Both syntaxes were simultaneously supported at the time.
In particular, at the time that mailing list thread was created, the
code match `match x {} ...` would be parsed as `match (x {}) ...`, not
as `(match x {}) ...` (see [Rust PR 5137]); likewise, `if x {}` would
be parsed as an if-expression whose test component is the struct
literal `x {}`. Thus, at the time of [Rust PR 5137], if the input to
a `match` or `if` was an identifier expression, one had to put
parentheses around the identifier to force it to be interpreted as
input to the `match`/`if`, and not as a struct constructor.
Of the options for resolving this discussed on the mailing list
thread, the one selected (removing `S {}` construction expressions)

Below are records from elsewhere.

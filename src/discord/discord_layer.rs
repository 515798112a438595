// Discord layer - command handlers and event glue.

use crate::core::commands::Dispatcher;
use std::sync::Arc;

#[path = "commands/command_catalog.rs"]
pub mod commands;

#[path = "events/message_events.rs"]
pub mod message_events;

pub type Error = Box<dyn std::error::Error + Send + Sync>;

/// Data that's shared with every framework callback.
pub struct Data {
    pub dispatcher: Arc<Dispatcher>,
}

was chosen as the most expedient option.
At that time, the option of "Place a parser restriction on those
contexts where `{` terminates the expression and say that struct
literals cannot appear there unless they are in parentheses." was
explicitly not chosen, in favor of continuing to use the
disambiguation rule in use at the time, namely that the presence of a
label (e.g. `S { a_label: ... }`) was *the* way to distinguish a
struct constructor from an identifier followed by a control block, and
thus, "there must be one label."
Naturally, if the construction syntax were to be disallowed, it made
sense to also remove the `struct S {}` declaration syntax.

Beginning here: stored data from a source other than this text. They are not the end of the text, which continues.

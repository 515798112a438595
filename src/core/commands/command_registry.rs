// The command registry maps every lowercase name and alias to its definition.
//
// Registration happens once at startup. After the dispatcher takes ownership
// the registry is read-only.

use super::command_errors::RegistryError;
use super::command_models::{CommandDefinition, CommandSource, CommandSummary};
use std::collections::HashMap;
use std::sync::Arc;

#[derive(Default)]
pub struct CommandRegistry {
    /// Lowercase name/alias -> definition. All aliases share one `Arc`.
    by_name: HashMap<String, Arc<CommandDefinition>>,
    /// Every accepted command in registration order, documentation-only ones included.
    listed: Vec<CommandSummary>,
}

impl CommandRegistry {
    pub fn new() -> Self {
        Self::default()
    }

    /// Validate `source` and bind all of its names.
    ///
    /// `fallback_name` is used when the source declares no `name` of its own
    /// (for manifests it is the file stem).
    pub fn register(
        &mut self,
        source: CommandSource,
        fallback_name: &str,
    ) -> Result<(), RegistryError> {
        let handlers = [&source.callback, &source.execute, &source.run];
        if handlers.iter().filter(|h| h.is_some()).count() > 1 {
            return Err(RegistryError::AmbiguousHandler {
                origin: fallback_name.to_string(),
            });
        }

        let names = resolve_names(&source, fallback_name);
        if names.is_empty() {
            return Err(RegistryError::MissingName {
                origin: fallback_name.to_string(),
            });
        }

        let max_args = resolve_max_args(&source, &names[0])?;

        for name in &names {
            if let Some(existing) = self.owner_of(name) {
                return Err(RegistryError::DuplicateName {
                    name: name.clone(),
                    command: names[0].clone(),
                    existing: existing.to_string(),
                });
            }
        }

        if source.description.is_none() {
            tracing::warn!("Command \"{}\" does not have a \"description\" property", names[0]);
        }

        let handler = source
            .callback
            .clone()
            .or_else(|| source.execute.clone())
            .or_else(|| source.run.clone());

        if let Some(handler) = handler {
            let definition = Arc::new(CommandDefinition::new(
                names.clone(),
                &source,
                max_args,
                handler,
            ));
            for name in definition.names() {
                self.by_name.insert(name.clone(), Arc::clone(&definition));
            }
        } else {
            tracing::debug!(command = %names[0], "Registered documentation-only command");
        }

        self.listed.push(CommandSummary {
            names,
            description: source.description.unwrap_or_default(),
        });

        Ok(())
    }

    /// Look up a dispatchable command by any casing of any of its names.
    pub fn get(&self, name: &str) -> Option<&Arc<CommandDefinition>> {
        self.by_name.get(&name.to_lowercase())
    }

    /// One entry per registered command, in registration order.
    pub fn list_public(&self) -> &[CommandSummary] {
        &self.listed
    }

    /// Find the listing entry that owns `name` (canonical name or alias).
    pub fn find_public(&self, name: &str) -> Option<&CommandSummary> {
        let name = name.to_lowercase();
        self.listed.iter().find(|entry| entry.names.contains(&name))
    }

    /// Number of distinct commands, documentation-only ones included.
    pub fn len(&self) -> usize {
        self.listed.len()
    }

    fn owner_of(&self, name: &str) -> Option<&str> {
        self.find_public(name).map(CommandSummary::canonical_name)
    }
}

/// Explicit `commands` list, else `aliases`, else nothing; then the `name`
/// (or fallback) is prepended when it isn't already present. All lowercase.
fn resolve_names(source: &CommandSource, fallback_name: &str) -> Vec<String> {
    let explicit = source
        .commands
        .as_ref()
        .or(source.aliases.as_ref())
        .cloned()
        .unwrap_or_default();

    let mut names: Vec<String> = Vec::with_capacity(explicit.len() + 1);
    for name in explicit {
        let name = name.to_lowercase();
        if !name.is_empty() && !names.contains(&name) {
            names.push(name);
        }
    }

    let primary = source
        .name
        .as_deref()
        .unwrap_or(fallback_name)
        .to_lowercase();
    if !primary.is_empty() && !names.contains(&primary) {
        names.insert(0, primary);
    }

    names
}

fn resolve_max_args(source: &CommandSource, command: &str) -> Result<Option<usize>, RegistryError> {
    let max_args = match source.max_args {
        None | Some(-1) => None,
        Some(max) if max < 0 => {
            return Err(RegistryError::InvalidArity {
                origin: command.to_string(),
                reason: format!("maxArgs must be -1 or at least 0, got {}", max),
            });
        }
        Some(max) => Some(max as usize),
    };

    if let (Some(min), Some(max)) = (source.min_args, max_args) {
        if min > max {
            return Err(RegistryError::InvalidArity {
                origin: command.to_string(),
                reason: format!("minArgs ({}) is greater than maxArgs ({})", min, max),
            });
        }
    }

    Ok(max_args)
}

#[cfg(test)]
mod tests {
    use super::*;
    use crate::core::commands::testing::RecordingHandler;

    fn handled(name: &str) -> CommandSource {
        CommandSource {
            name: Some(name.to_string()),
            description: Some(format!("The {} command", name)),
            ..Default::default()
        }
        .with_callback(Arc::new(RecordingHandler::default()))
    }

    #[test]
    fn test_lookup_is_case_insensitive() {
        let mut registry = CommandRegistry::new();
        let source = CommandSource {
            aliases: Some(vec!["P".into(), "Pong".into()]),
            ..handled("Ping")
        };
        registry.register(source, "ping").unwrap();

        let canonical = registry.get("ping").unwrap();
        for variant in ["PING", "Ping", "pInG", "p", "P", "pong", "PONG"] {
            let found = registry.get(variant).unwrap();
            assert!(Arc::ptr_eq(canonical, found), "{} resolved elsewhere", variant);
        }
        assert_eq!(canonical.names(), ["ping", "p", "pong"]);
    }

    #[test]
    fn test_name_is_prepended_to_commands_list() {
        let mut registry = CommandRegistry::new();
        let source = CommandSource {
            commands: Some(vec!["add".into(), "plus".into()]),
            aliases: Some(vec!["ignored".into()]),
            ..handled("Sum")
        };
        registry.register(source, "sum_file").unwrap();

        let cmd = registry.get("add").unwrap();
        assert_eq!(cmd.names(), ["sum", "add", "plus"]);
        assert!(registry.get("ignored").is_none());
    }

    #[test]
    fn test_name_already_in_list_is_not_duplicated() {
        let mut registry = CommandRegistry::new();
        let source = CommandSource {
            aliases: Some(vec!["b".into(), "ban".into()]),
            ..handled("BAN")
        };
        registry.register(source, "ban").unwrap();

        assert_eq!(registry.get("ban").unwrap().names(), ["b", "ban"]);
    }

    #[test]
    fn test_fallback_name_is_used_without_explicit_name() {
        let mut registry = CommandRegistry::new();
        let source = CommandSource {
            name: None,
            ..handled("unused")
        };
        registry.register(source, "Fallback").unwrap();

        assert_eq!(registry.get("fallback").unwrap().canonical_name(), "fallback");
    }

    #[test]
    fn test_missing_name_is_rejected() {
        let mut registry = CommandRegistry::new();
        let source = CommandSource {
            name: None,
            aliases: Some(vec![]),
            ..handled("x")
        };

        let err = registry.register(source, "").unwrap_err();
        assert!(matches!(err, RegistryError::MissingName { .. }));
        assert_eq!(registry.len(), 0);
    }

    #[test]
    fn test_more_than_one_handler_is_rejected() {
        let mut registry = CommandRegistry::new();
        let mut source = handled("double");
        source.execute = Some(Arc::new(RecordingHandler::default()));

        let err = registry.register(source, "double").unwrap_err();
        assert!(matches!(err, RegistryError::AmbiguousHandler { .. }));
        assert!(registry.get("double").is_none());
    }

    #[test]
    fn test_any_single_handler_spelling_is_accepted() {
        let mut registry = CommandRegistry::new();
        let mut source = handled("runner");
        source.run = source.callback.take();
        registry.register(source, "runner").unwrap();

        assert!(registry.get("runner").is_some());
    }

    #[test]
    fn test_documentation_only_command_is_listed_but_not_dispatchable() {
        let mut registry = CommandRegistry::new();
        let source = CommandSource {
            name: Some("rules".into()),
            description: Some("Read the server rules".into()),
            ..Default::default()
        };
        registry.register(source, "rules").unwrap();

        assert!(registry.get("rules").is_none());
        assert_eq!(registry.len(), 1);
        assert_eq!(registry.list_public()[0].description, "Read the server rules");
        assert!(registry.find_public("RULES").is_some());
    }

    #[test]
    fn test_alias_collision_fails_loudly() {
        let mut registry = CommandRegistry::new();
        let first = CommandSource {
            aliases: Some(vec!["h".into()]),
            ..handled("help")
        };
        registry.register(first, "help").unwrap();

        let second = CommandSource {
            aliases: Some(vec!["H".into()]),
            ..handled("hug")
        };
        let err = registry.register(second, "hug").unwrap_err();

        match err {
            RegistryError::DuplicateName {
                name,
                command,
                existing,
            } => {
                assert_eq!(name, "h");
                assert_eq!(command, "hug");
                assert_eq!(existing, "help");
            }
            other => panic!("unexpected error: {other}"),
        }
        // Nothing of the rejected command was bound
        assert!(registry.get("hug").is_none());
        assert_eq!(registry.get("h").unwrap().canonical_name(), "help");
    }

    #[test]
    fn test_list_public_has_one_entry_per_command() {
        let mut registry = CommandRegistry::new();
        let ping = CommandSource {
            aliases: Some(vec!["p".into(), "pong".into()]),
            ..handled("ping")
        };
        registry.register(ping, "ping").unwrap();
        registry.register(handled("echo"), "echo").unwrap();

        let listed = registry.list_public();
        assert_eq!(listed.len(), 2);
        assert_eq!(listed[0].names, ["ping", "p", "pong"]);
        assert_eq!(listed[1].canonical_name(), "echo");
        assert_eq!(registry.find_public("pong").unwrap().canonical_name(), "ping");
    }

    #[test]
    fn test_missing_description_still_registers() {
        let mut registry = CommandRegistry::new();
        let source = CommandSource {
            description: None,
            ..handled("quiet")
        };
        registry.register(source, "quiet").unwrap();

        assert!(registry.get("quiet").is_some());
        assert_eq!(registry.list_public()[0].description, "");
    }

    #[test]
    fn test_invalid_bounds_are_rejected() {
        let mut registry = CommandRegistry::new();

        let err = registry
            .register(handled("a").with_args(0, -2), "a")
            .unwrap_err();
        assert!(matches!(err, RegistryError::InvalidArity { .. }));

        let err = registry
            .register(handled("b").with_args(3, 1), "b")
            .unwrap_err();
        assert!(matches!(err, RegistryError::InvalidArity { .. }));

        registry
            .register(handled("c").with_args(3, -1), "c")
            .unwrap();
        assert!(registry.get("c").unwrap().accepts_arity(100));
    }
}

Things have changed since the time of that mailing list thread;
namely, we have now adopted the aforementioned parser restriction
[Rust RFC 25]. (The text of RFC 25 does not explicitly address
`match`, but we have effectively expanded it to include a curly-brace
delimited block of match-arms in the definition of "block".) Today,
one uses parentheses around struct literals in some contexts (such as
`for e in (S {x: 3}) { ... }` or `match (S {x: 3}) { ... }`
Note that there was never an ambiguity for uses of `struct S0 { }` in item
position. The issue was solely about expression position prior to the
adoption of [Rust RFC 25].
## Precedent for flexible syntax in Rust
There is precendent in Rust for violating "one way to do it" in favor
of syntactic convenience or regularity.
For example, one can often include an optional trailing comma, for
example in: `let x : &[int] = [3, 2, 1, ];`.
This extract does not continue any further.